In the listing below, how many lines include "DEFAULT"? Give the number and no other text.
=====
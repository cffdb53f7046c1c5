//! Version-tracked database migrations for the libSQL backend.
//!
//! Migrations are append-only; the highest applied version is recorded in
//! `_migrations` and only newer steps run on open.

use libsql::Connection;

use crate::error::DatabaseError;

/// A single migration step.
struct Migration {
    version: i64,
    name: &'static str,
    sql: &'static str,
}

/// All migrations in order. Add new versions to the end.
static MIGRATIONS: &[Migration] = &[
    Migration {
        version: 1,
        name: "initial_schema",
        sql: r#"
            CREATE TABLE IF NOT EXISTS entries (
                id INTEGER PRIMARY KEY AUTOINCREMENT,
                name TEXT NOT NULL,
                created_at TEXT NOT NULL
            );

            CREATE TABLE IF NOT EXISTS templates (
                id INTEGER PRIMARY KEY AUTOINCREMENT,
                name TEXT NOT NULL UNIQUE,
                content TEXT NOT NULL,
                created_at TEXT NOT NULL,
                updated_at TEXT NOT NULL
            );

            CREATE TABLE IF NOT EXISTS tasks (
                id INTEGER PRIMARY KEY AUTOINCREMENT,
                entry_id INTEGER NOT NULL REFERENCES entries(id),
                template_id INTEGER NOT NULL REFERENCES templates(id),
                status TEXT NOT NULL DEFAULT 'pending',
                launch_exit_code INTEGER,
                launch_stdout TEXT,
                launch_stderr TEXT,
                execution_exit_code INTEGER,
                execution_stdout TEXT,
                execution_stderr TEXT,
                created_at TEXT NOT NULL,
                updated_at TEXT NOT NULL
            );
            CREATE INDEX IF NOT EXISTS idx_tasks_status ON tasks(status);
            CREATE INDEX IF NOT EXISTS idx_tasks_entry ON tasks(entry_id);
        "#,
    },
    Migration {
        version: 2,
        name: "tasks_status_created_order",
        sql: r#"
            CREATE INDEX IF NOT EXISTS idx_tasks_status_created
                ON tasks(status, created_at, id);
        "#,
    },
];

/// Bring the schema up to the latest version.
///
/// Each pending migration runs in its own transaction together with its
/// `_migrations` record, so a failed step leaves the previous version intact.
pub async fn run_migrations(conn: &Connection) -> Result<(), DatabaseError> {
    conn.execute_batch(
        "CREATE TABLE IF NOT EXISTS _migrations (
            version INTEGER PRIMARY KEY,
            name TEXT NOT NULL,
            applied_at TEXT NOT NULL DEFAULT (datetime('now'))
        );",
    )
    .await
    .map_err(|e| DatabaseError::Migration(format!("create _migrations: {e}")))?;

    let applied = applied_version(conn).await?;
    let pending: Vec<&Migration> = MIGRATIONS.iter().filter(|m| m.version > applied).collect();
    if pending.is_empty() {
        tracing::debug!(version = applied, "Schema up to date");
        return Ok(());
    }

    for migration in pending {
        tracing::info!(version = migration.version, name = migration.name, "Applying migration");
        let batch = format!(
            "BEGIN;\n{}\nINSERT INTO _migrations (version, name) VALUES ({}, '{}');\nCOMMIT;",
            migration.sql, migration.version, migration.name
        );
        if let Err(e) = conn.execute_batch(&batch).await {
            let _ = conn.execute("ROLLBACK", ()).await;
            return Err(DatabaseError::Migration(format!(
                "V{} {}: {e}",
                migration.version, migration.name
            )));
        }
    }
    Ok(())
}

/// Highest recorded migration version, 0 on a fresh database.
async fn applied_version(conn: &Connection) -> Result<i64, DatabaseError> {
    let err = |e: libsql::Error| DatabaseError::Migration(format!("read schema version: {e}"));
    let mut rows = conn
        .query("SELECT COALESCE(MAX(version), 0) FROM _migrations", ())
        .await
        .map_err(err)?;
    match rows.next().await.map_err(err)? {
        Some(row) => row.get::<i64>(0).map_err(err),
        None => Ok(0),
    }
}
=====
Answer area |
2